* _TASK INSTRUCTIONS_
Every record shown here needs to be repeated exactly.

* _DATA EXTRACTS_
====

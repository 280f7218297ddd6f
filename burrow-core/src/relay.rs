//! Bidirectional byte relay.

use tokio::io::{AsyncRead, AsyncReadExt, AsyncWrite, AsyncWriteExt};

use burrow_protocol::pool;

/// A duplex byte stream usable across task boundaries.
pub trait AsyncReadWrite: AsyncRead + AsyncWrite + Unpin + Send {}

impl<T: AsyncRead + AsyncWrite + Unpin + Send> AsyncReadWrite for T {}

pub type BoxedStream = Box<dyn AsyncReadWrite>;

/// Copies bytes in both directions until either side finishes.
///
/// A clean half-close is not an error; the first I/O failure wins.
pub async fn relay<A, B>(a: A, b: B) -> std::io::Result<()>
where
    A: AsyncReadWrite,
    B: AsyncReadWrite,
{
    let (mut ar, mut aw) = tokio::io::split(a);
    let (mut br, mut bw) = tokio::io::split(b);

    tokio::select! {
        r = copy_half(&mut ar, &mut bw) => r,
        r = copy_half(&mut br, &mut aw) => r,
    }
}

async fn copy_half<R, W>(r: &mut R, w: &mut W) -> std::io::Result<()>
where
    R: AsyncRead + Unpin,
    W: AsyncWrite + Unpin,
{
    let mut buf = pool::large();
    loop {
        let n = r.read(&mut buf).await?;
        if n == 0 {
            let _ = w.shutdown().await;
            return Ok(());
        }
        w.write_all(&buf[..n]).await?;
    }
}

#[cfg(test)]
mod tests {
    use super::*;
    use tokio::io::AsyncWriteExt;

    #[tokio::test]
    async fn relay_moves_bytes_both_ways() {
        let (client, relay_a) = tokio::io::duplex(1024);
        let (server, relay_b) = tokio::io::duplex(1024);

        let task = tokio::spawn(relay(relay_a, relay_b));

        let (mut cr, mut cw) = tokio::io::split(client);
        let (mut sr, mut sw) = tokio::io::split(server);

        cw.write_all(b"ping").await.unwrap();
        let mut buf = [0u8; 4];
        sr.read_exact(&mut buf).await.unwrap();
        assert_eq!(&buf, b"ping");

        sw.write_all(b"pong").await.unwrap();
        cr.read_exact(&mut buf).await.unwrap();
        assert_eq!(&buf, b"pong");

        // closing one side ends the relay cleanly
        drop(cr);
        drop(cw);
        assert!(task.await.unwrap().is_ok());
    }
}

====

* _SOLUTION TO THIS PROBLEM_
repository 280f7218297ddd6f
filename burrow-core/src/relay.rs
//! Bidirectional byte relay.

use tokio::io::{AsyncRead, AsyncReadExt, AsyncWrite, AsyncWriteExt};

use burrow_protocol::pool;

/// A duplex byte stream usable across task boundaries.
pub trait AsyncReadWrite: AsyncRead + AsyncWrite + Unpin + Send {}

impl<T: AsyncRead + AsyncWrite + Unpin + Send> AsyncReadWrite for T {}

pub type BoxedStream = Box<dyn AsyncReadWrite>;

/// Copies bytes in both directions until either side finishes.
///
/// A clean half-close is not an error; the first I/O failure wins.
pub async fn relay<A, B>(a: A, b: B) -> std::io::Result<()>
where
    A: AsyncReadWrite,
    B: AsyncReadWrite,
{
    let (mut ar, mut aw) = tokio::io::split(a);
    let (mut br, mut bw) = tokio::io::split(b);

    tokio::select! {
        r = copy_half(&mut ar, &mut bw) => r,
        r = copy_half(&mut br, &mut aw) => r,
    }
}

async fn copy_half<R, W>(r: &mut R, w: &mut W) -> std::io::Result<()>
where
    R: AsyncRead + Unpin,
    W: AsyncWrite + Unpin,
{
    let mut buf = pool::large();
    loop {
        let n = r.read(&mut buf).await?;
        if n == 0 {
            let _ = w.shutdown().await;
            return Ok(());
        }
        w.write_all(&buf[..n]).await?;
    }
}

#[cfg(test)]
mod tests {
    use super::*;
    use tokio::io::AsyncWriteExt;

    #[tokio::test]
    async fn relay_moves_bytes_both_ways() {
        let (client, relay_a) = tokio::io::duplex(1024);
        let (server, relay_b) = tokio::io::duplex(1024);

        let task = tokio::spawn(relay(relay_a, relay_b));

        let (mut cr, mut cw) = tokio::io::split(client);
        let (mut sr, mut sw) = tokio::io::split(server);

        cw.write_all(b"ping").await.unwrap();
        let mut buf = [0u8; 4];
        sr.read_exact(&mut buf).await.unwrap();
        assert_eq!(&buf, b"ping");

        sw.write_all(b"pong").await.unwrap();
        cr.read_exact(&mut buf).await.unwrap();
        assert_eq!(&buf, b"pong");

        // closing one side ends the relay cleanly
        drop(cr);
        drop(cw);
        assert!(task.await.unwrap().is_ok());
    }
}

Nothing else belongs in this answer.